Yesterday, capping off nearly two years of litigation, the Columbia River Gorge Commission issued an important appeal decision in favor of Friends of the Columbia Gorge that will protect farmland in the Columbia River Gorge National Scenic Area for future generations, just as Congress intended when it passed the National Scenic Area Act in 1986. The Commission’s decision not only protects the specific farmland in Clark County involved in this case, but also establishes precedent for protecting Gorge farmland throughout the National Scenic Area.
A long-standing family farm
Although the legal issues in the case were numerous and convoluted, the underlying facts were simple. In 1955, Charles DeTemple purchased several parcels of land on SE Gibson Road in eastern Clark County. For decades, Charles and his brother Frank DeTemple farmed their Gorge property in conjunction with their family farm in the Fern Prairie neighborhood elsewhere in Clark County. Later, the DeTemples leased their Gorge property to other nearby farmers to graze their cattle and produce hay.
In 1986, Congress passed and President Ronald Reagan signed into law the National Scenic Area Act, which in pertinent part requires the Gorge Commission, U.S. Forest Service, and Gorge counties to “protect and enhance agricultural lands for agricultural uses.” Congress ostensibly felt strongly about protecting Gorge farmland, because that is the very first mandatory standard for the National Scenic Area rules listed in section 6(d) of the Act.

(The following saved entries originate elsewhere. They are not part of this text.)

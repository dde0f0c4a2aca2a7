//! Named default constants consumed by the binary front-end.
//!
//! These mirror the configuration an embedding game layer would supply: the default maze shape
//! and the fixed start coordinate. The end coordinate is not configured; it is always derived as
//! `(width - 1, height - 2)` at construction.

/// Default width of a generated maze in cells.
pub const DEFAULT_MAZE_WIDTH: usize = 10;

/// Default height of a generated maze in cells.
pub const DEFAULT_MAZE_HEIGHT: usize = 10;

/// Default number of open rooms carved into a generated maze.
pub const DEFAULT_MAZE_ROOMS: usize = 2;

/// Fixed horizontal coordinate of the start cell.
pub const START_X: usize = 0;

/// Fixed vertical coordinate of the start cell.
pub const START_Y: usize = 1;
impl Repair {
    pub(crate) fn unchanged(data: &[u8]) -> Repair {
        Repair {
            rewrote: false,
            data: data.to_vec(),
            mapping: None,
            cmap_missing: false,
        }
    }
}

fn read_u16(data: &[u8], pos: usize) -> u16 {
    if pos + 2 > data.len() {
        return 0;
    }
    u16::from_be_bytes([data[pos], data[pos + 1]])
}

fn read_u32(data: &[u8], pos: usize) -> u32 {
    if pos + 4 > data.len() {
        return 0;
    }
    u32::from_be_bytes([data[pos], data[pos + 1], data[pos + 2], data[pos + 3]])
}

/// Does the cmap table carry a Unicode (platform 0) or Microsoft
/// (platform 3) sub-table?
pub fn has_usable_cmap(data: &[u8]) -> bool {
    if data.len() < 4 {
        return false;
    }
    let num_tables = read_u16(data, 2);
    let mut pos = 4;
    for _ in 0..num_tables {
        if pos + 8 > data.len() {
            break;
        }
        let platform = read_u16(data, pos);
        if platform == 0 || platform == 3 {
            return true;
        }
        pos += 8;
    }
    false
}

/// Repair a TrueType/OpenType sfnt in place: index the table directory,
/// synthesise whichever required tables are missing (treating a cmap with
/// no Unicode sub-table as missing) and re-serialise. A structurally
/// complete font passes through untouched.
pub fn repair_truetype(data: &[u8], fix_cmap: bool, fix_name: bool) -> Repair {
    if data.len() < 12 {
        return Repair::unchanged(data);
    }
    let num_tables = read_u16(data, 4);
    let mut existing: BTreeMap<String, Vec<u8>> = BTreeMap::new();
    let mut pos = 12;
    for _ in 0..num_tables {
        if data.len() < pos + 16 {
            break;
        }
        let tag = String::from_utf8_lossy(&data[pos..pos + 4]).to_string();
        let offset = read_u32(data, pos + 8) as usize;
        let length = read_u32(data, pos + 12) as usize;
        if offset + length <= data.len() {
            existing.insert(tag, data[offset..offset + length].to_vec());
        }
        pos += 16;
    }
    let mut cmap_missing = !existing.contains_key("cmap");
    if !cmap_missing && !has_usable_cmap(&existing["cmap"]) {
        cmap_missing = true;
    }
    let missing_any = cmap_missing
        || REQUIRED_TABLES
            .iter()
            .any(|tag| !existing.contains_key(*tag));
    if !missing_any {
        return Repair::unchanged(data);
    }

    let mut tables = existing.clone();
    let mut num_glyphs = existing
        .get("maxp")
        .map(|maxp| read_u16(maxp, 4))
        .unwrap_or(0);
    if num_glyphs == 0 {
        num_glyphs = 255;
    }
    if !tables.contains_key("head") {
        tables.insert("head".to_string(), build_head(1000));
    }
    if !tables.contains_key("maxp") {
        tables.insert("maxp".to_string(), build_maxp(num_glyphs));
    }
    if !tables.contains_key("hhea") {
        tables.insert("hhea".to_string(), build_hhea(num_glyphs));
    }
    if !tables.contains_key("hmtx") {
        let widths = vec![500u16; num_glyphs as usize];
        tables.insert("hmtx".to_string(), build_hmtx(&widths));
    }
    let (mut ascender, mut descender) = (800i16, -200i16);
    if let Some(hhea) = tables.get("hhea") {
        if hhea.len() >= 10 {
            ascender = read_u16(hhea, 4) as i16;
            descender = read_u16(hhea, 6) as i16;
        }
    }
    if !tables.contains_key("OS/2") {
        tables.insert("OS/2".to_string(), build_os2(ascender, descender));
    }
    let mut mapping = None;
    if cmap_missing && fix_cmap {
        // Identity stop-gap so Index-keyed text keeps addressing glyphs.
        let mut ident = GlyphMapping::new();
        for gid in 0..num_glyphs {
            ident.insert(gid as u32, gid);
        }
        tables.insert("cmap".to_string(), build_cmap(num_glyphs, Some(&ident)));
        mapping = Some(ident);
    }
    if !tables.contains_key("name") && fix_name {
        tables.insert("name".to_string(), build_name());
    }
    if !tables.contains_key("post") {
        tables.insert("post".to_string(), build_post());
    }
    Repair {
        rewrote: true,
        data: serialize_sfnt(&tables),
        mapping,
        cmap_missing,
    }
}
fn parse_short_int(data: &[u8], idx: usize) -> f64 {
    if idx + 3 > data.len() {
        return 0.0;
    }
    i16::from_be_bytes([data[idx + 1], data[idx + 2]]) as f64
}

fn parse_number_type2(data: &[u8], idx: usize) -> f64 {
    let b = data[idx];
    if (32..=246).contains(&b) {
        return b as f64 - 139.0;
    }
    if (247..=250).contains(&b) {
        if idx + 1 < data.len() {
            return ((b as i32 - 247) * 256 + data[idx + 1] as i32 + 108) as f64;
        }
        return 0.0;
    }
    if (251..=254).contains(&b) {
        if idx + 1 < data.len() {
            return (-(b as i32 - 251) * 256 - data[idx + 1] as i32 - 108) as f64;
        }
        return 0.0;
    }
    if b == 28 {
        return parse_short_int(data, idx);
    }
    if b == 255 && idx + 5 <= data.len() {
        let int_part = i16::from_be_bytes([data[idx + 1], data[idx + 2]]) as f64;
        let frac = u16::from_be_bytes([data[idx + 3], data[idx + 4]]) as f64 / 65536.0;
        return int_part + frac;
    }
    0.0
}

/// Recover `code point -> glyph id` by walking the charset's SIDs and
/// decoding glyph names. Names that do not decode land in the Private Use
/// Area at `0xE000 + gid`.
pub fn cmap_from_cff(data: &[u8], num_glyphs: usize) -> Option<GlyphMapping> {
    if data.len() < 4 || num_glyphs == 0 {
        return None;
    }
    let hdr_size = data[2] as usize;
    let mut offset = hdr_size;
    let (_, sz) = index_count(data, offset);
    offset += sz;
    let (top_dict_data, top_sz) = index_first_item(data, offset);
    offset += top_sz;
    let string_index_off = offset;
    let top_dict_data = top_dict_data?;
    let td = parse_dict(top_dict_data);
    let charset_off = td
        .get(&OP_CHARSET)
        .and_then(|v| v.first())
        .copied()
        .unwrap_or(0.0) as usize;
    let mut sids = vec![0usize; num_glyphs];
    if charset_off > 2 {
        let parsed = parse_charset(data, charset_off, num_glyphs);
        for (i, sid) in parsed.iter().enumerate() {
            if i + 1 < sids.len() {
                sids[i + 1] = *sid;
            }
        }
    } else if charset_off == 0 {
        // ISOAdobe: SIDs equal glyph order for the standard repertoire.
        let count = 228.min(num_glyphs.saturating_sub(1));
        for (i, sid) in sids.iter_mut().enumerate().take(count + 1).skip(1) {
            *sid = i;
        }
    } else {
        return None;
    }
    let mut mapping = GlyphMapping::new();
    for (gid, sid) in sids.iter().enumerate() {
        if gid == 0 {
            continue;
        }
        let name = if *sid <= 390 {
            STANDARD_STRINGS.get(*sid).copied().unwrap_or("").to_string()
        } else {
            read_string_index_item(data, string_index_off, sid - 391)
        };
        let mut code = 0u32;
        if !name.is_empty() {
            code = unicode_from_glyph_name(&name);
        }
        if code == 0 {
            code = 0xE000 + gid as u32;
        }
        mapping.insert(code, gid as u16);
    }
    Some(mapping)
}

fn parse_charset(data: &[u8], offset: usize, num_glyphs: usize) -> Vec<usize> {
    if offset >= data.len() {
        return Vec::new();
    }
    let format = data[offset];
    let count = num_glyphs.saturating_sub(1);
    let mut sids = Vec::with_capacity(count);
    let mut pos = offset + 1;
    match format {
        0 => {
            for _ in 0..count {
                if pos + 2 > data.len() {
                    break;
                }
                sids.push(u16::from_be_bytes([data[pos], data[pos + 1]]) as usize);
                pos += 2;
            }
        }
        1 => {
            while sids.len() < count && pos + 3 <= data.len() {
                let first = u16::from_be_bytes([data[pos], data[pos + 1]]) as usize;
                let n_left = data[pos + 2] as usize;
                pos += 3;
                for j in 0..=n_left {
                    sids.push(first + j);
                }
            }
        }
        2 => {
            while sids.len() < count && pos + 4 <= data.len() {
                let first = u16::from_be_bytes([data[pos], data[pos + 1]]) as usize;
                let n_left = u16::from_be_bytes([data[pos + 2], data[pos + 3]]) as usize;
                pos += 4;
                for j in 0..=n_left {
                    sids.push(first + j);
                }
            }
        }
        _ => {}
    }
    sids.truncate(count);
    sids
}
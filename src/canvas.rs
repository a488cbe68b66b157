use kurbo::BezPath;

/// Millimetre-to-point factor used by the point-based back-ends.
pub const MM_TO_PT: f64 = 2.83465;

#[derive(Debug, Clone, Copy, PartialEq)]
pub struct Rgba {
    pub r: u8,
    pub g: u8,
    pub b: u8,
    pub a: u8,
}

pub const BLACK: Rgba = Rgba {
    r: 0,
    g: 0,
    b: 0,
    a: 255,
};

pub const WHITE: Rgba = Rgba {
    r: 255,
    g: 255,
    b: 255,
    a: 255,
};

pub const RED: Rgba = Rgba {
    r: 255,
    g: 0,
    b: 0,
    a: 255,
};

pub const TRANSPARENT: Rgba = Rgba {
    r: 0,
    g: 0,
    b: 0,
    a: 0,
};

/// Parse an OFD `"R G B"` color value with an optional 0-255 alpha.
/// Fewer than three components means the color is undefined.
pub fn parse_color(value: &str, alpha: Option<i32>) -> Option<Rgba> {
    let parts: Vec<&str> = value.split_whitespace().collect();
    if parts.len() < 3 {
        return None;
    }
    let r = parts[0].parse::<i32>().unwrap_or(0).clamp(0, 255) as u8;
    let g = parts[1].parse::<i32>().unwrap_or(0).clamp(0, 255) as u8;
    let b = parts[2].parse::<i32>().unwrap_or(0).clamp(0, 255) as u8;
    let a = alpha.map_or(255, |v| v.clamp(0, 255) as u8);
    Some(Rgba { r, g, b, a })
}

#[derive(Debug, Clone, Copy, PartialEq, Eq, Default)]
pub enum LineCap {
    #[default]
    Butt,
    Round,
    Square,
}

#[derive(Debug, Clone, Copy, PartialEq, Eq, Default)]
pub enum LineJoin {
    #[default]
    Miter,
    Round,
    Bevel,
}

#[derive(Debug, Clone, PartialEq)]
pub struct StrokeStyle {
    pub width: f64,
    pub cap: LineCap,
    pub join: LineJoin,
    pub miter_limit: f64,
    pub dash_offset: f64,
    pub dash_pattern: Vec<f64>,
}

impl Default for StrokeStyle {
    fn default() -> Self {
        StrokeStyle {
            width: 0.353,
            cap: LineCap::Butt,
            join: LineJoin::Miter,
            miter_limit: 4.0,
            dash_offset: 0.0,
            dash_pattern: Vec::new(),
        }
    }
}

/// Raise a quadratic segment to the cubic form the point-based back-ends
/// emit.
pub(crate) fn quad_to_cubic(
    p0: kurbo::Point,
    p1: kurbo::Point,
    p2: kurbo::Point,
) -> (kurbo::Point, kurbo::Point) {
    let c1 = p0 + (p1 - p0) * (2.0 / 3.0);
    let c2 = p2 + (p1 - p2) * (2.0 / 3.0);
    (c1, c2)
}

/// Decoded bitmap handed to the back-ends: straight-alpha RGBA8 rows.
#[derive(Debug, Clone)]
pub struct CanvasImage {
    pub width: u32,
    pub height: u32,
    pub rgba: std::sync::Arc<Vec<u8>>,
}

/// One recorded draw call. Coordinates are millimetres in page space with
/// the origin at the bottom-left and Y growing upwards; the interpreter has
/// already flipped out of the OFD top-left system before ops are recorded.
#[derive(Debug, Clone)]
pub enum DrawOp {
    /// Save clip state.
    Push,
    /// Restore clip state.
    Pop,
    /// Intersect the current clip with a path.
    Clip(BezPath),
    Fill {
        path: BezPath,
        color: Rgba,
    },
    Stroke {
        path: BezPath,
        color: Rgba,
        style: StrokeStyle,
    },
    /// A single positioned glyph, already converted to an outline in page
    /// space. An empty path is a placement with nothing to ink (missing
    /// outline data); back-ends skip the ink but the op stays observable.
    Glyph {
        path: BezPath,
        x: f64,
        y: f64,
        advance: f64,
        color: Rgba,
    },
    Image {
        image: CanvasImage,
        /// Page-space position of the image's bottom-left corner; the
        /// bitmap extends upwards from here.
        x: f64,
        y: f64,
        /// Millimetres per source pixel along each axis.
        scale_x: f64,
        scale_y: f64,
    },
}

/// A fully recorded page: the draw-op stream a back-end replays.
#[derive(Debug, Clone)]
pub struct PageCanvas {
    /// Page width in millimetres.
    pub width: f64,
    /// Page height in millimetres.
    pub height: f64,
    pub ops: Vec<DrawOp>,
}

impl PageCanvas {
    pub fn new(width: f64, height: f64) -> PageCanvas {
        PageCanvas {
            width,
            height,
            ops: Vec::new(),
        }
    }

    pub fn push(&mut self) {
        self.ops.push(DrawOp::Push);
    }

    pub fn pop(&mut self) {
        self.ops.push(DrawOp::Pop);
    }

    pub fn clip(&mut self, path: BezPath) {
        self.ops.push(DrawOp::Clip(path));
    }

    pub fn fill(&mut self, path: BezPath, color: Rgba) {
        self.ops.push(DrawOp::Fill { path, color });
    }

    pub fn stroke(&mut self, path: BezPath, color: Rgba, style: StrokeStyle) {
        self.ops.push(DrawOp::Stroke { path, color, style });
    }
}
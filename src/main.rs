use std::io::Write;
use std::path::PathBuf;

use ofdrender::{Reader, Renderer};

fn main() {
    let args: Vec<String> = std::env::args().skip(1).collect();
    let mut mode = "pdf";
    let mut path = String::new();
    let mut out: Option<String> = None;
    let mut page_index = 0usize;
    let mut dpi = 300.0f64;
    let mut font_dirs: Vec<PathBuf> = Vec::new();

    let mut i = 0usize;
    while i < args.len() {
        let arg = &args[i];
        match arg.as_str() {
            "--pdf" => mode = "pdf",
            "--svg" => mode = "svg",
            "--eps" => mode = "eps",
            "--png" => mode = "png",
            "--page" => {
                if i + 1 >= args.len() {
                    eprintln!("missing value for --page");
                    std::process::exit(2);
                }
                page_index = args[i + 1].parse().unwrap_or(0);
                i += 1;
            }
            "--dpi" => {
                if i + 1 >= args.len() {
                    eprintln!("missing value for --dpi");
                    std::process::exit(2);
                }
                dpi = args[i + 1].parse().unwrap_or(300.0);
                i += 1;
            }
            "--out" => {
                if i + 1 >= args.len() {
                    eprintln!("missing value for --out");
                    std::process::exit(2);
                }
                out = Some(args[i + 1].clone());
                i += 1;
            }
            "--font-dir" => {
                if i + 1 >= args.len() {
                    eprintln!("missing value for --font-dir");
                    std::process::exit(2);
                }
                font_dirs.push(PathBuf::from(&args[i + 1]));
                i += 1;
            }
            _ => {
                path = arg.clone();
            }
        }
        i += 1;
    }
    if path.is_empty() {
        eprintln!(
            "usage: ofdrender [--pdf|--svg|--eps|--png] [--page N] [--dpi N] [--font-dir DIR] [--out FILE] input.ofd"
        );
        std::process::exit(2);
    }

    let reader = match Reader::open(&path) {
        Ok(reader) => reader,
        Err(err) => {
            eprintln!("failed to open {}: {}", path, err);
            std::process::exit(2);
        }
    };
    let mut renderer = Renderer::new(&reader)
        .with_dpi(dpi)
        .with_font_dirs(font_dirs);

    let mut buffer = Vec::new();
    let result = match mode {
        "svg" | "eps" | "png" => {
            let pages = match reader.pages() {
                Ok(pages) => pages.to_vec(),
                Err(err) => {
                    eprintln!("failed to read {}: {}", path, err);
                    std::process::exit(2);
                }
            };
            let Some(page_ref) = pages.get(page_index) else {
                eprintln!("page index {} out of range", page_index);
                std::process::exit(2);
            };
            match reader.page_content(page_ref) {
                Ok(content) => match mode {
                    "svg" => renderer.render_to_svg(&content, &mut buffer),
                    "eps" => renderer.render_to_eps(&content, &mut buffer),
                    _ => renderer.render_to_png(&content).map(|png| buffer = png),
                },
                Err(err) => {
                    eprintln!("failed to load page {}: {}", page_index, err);
                    std::process::exit(2);
                }
            }
        }
        _ => renderer.render_to_multipage_pdf(&mut buffer),
    };
    if let Err(err) = result {
        eprintln!("failed to render {}: {}", path, err);
        std::process::exit(1);
    }

    match out {
        Some(file) => {
            if let Err(err) = std::fs::write(&file, &buffer) {
                eprintln!("failed to write {}: {}", file, err);
                std::process::exit(1);
            }
        }
        None => {
            if std::io::stdout().write_all(&buffer).is_err() {
                std::process::exit(1);
            }
        }
    }
}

In 1991, when adopting the original Gorge Management Plan as required by the National Scenic Area Act, and in recognition that the DeTemple farm was being used as farmland and was suitable for both farming and forestry, the Gorge Commission applied a “Large-Scale Agriculture” designation to the entire DeTemple farm.
Farm parcels sold off
In 2017, Mr. DeTemple passed away at the age of 92. Three years later, his estate sold the multiple constituent parcels that made up the DeTemple farm to new landowners.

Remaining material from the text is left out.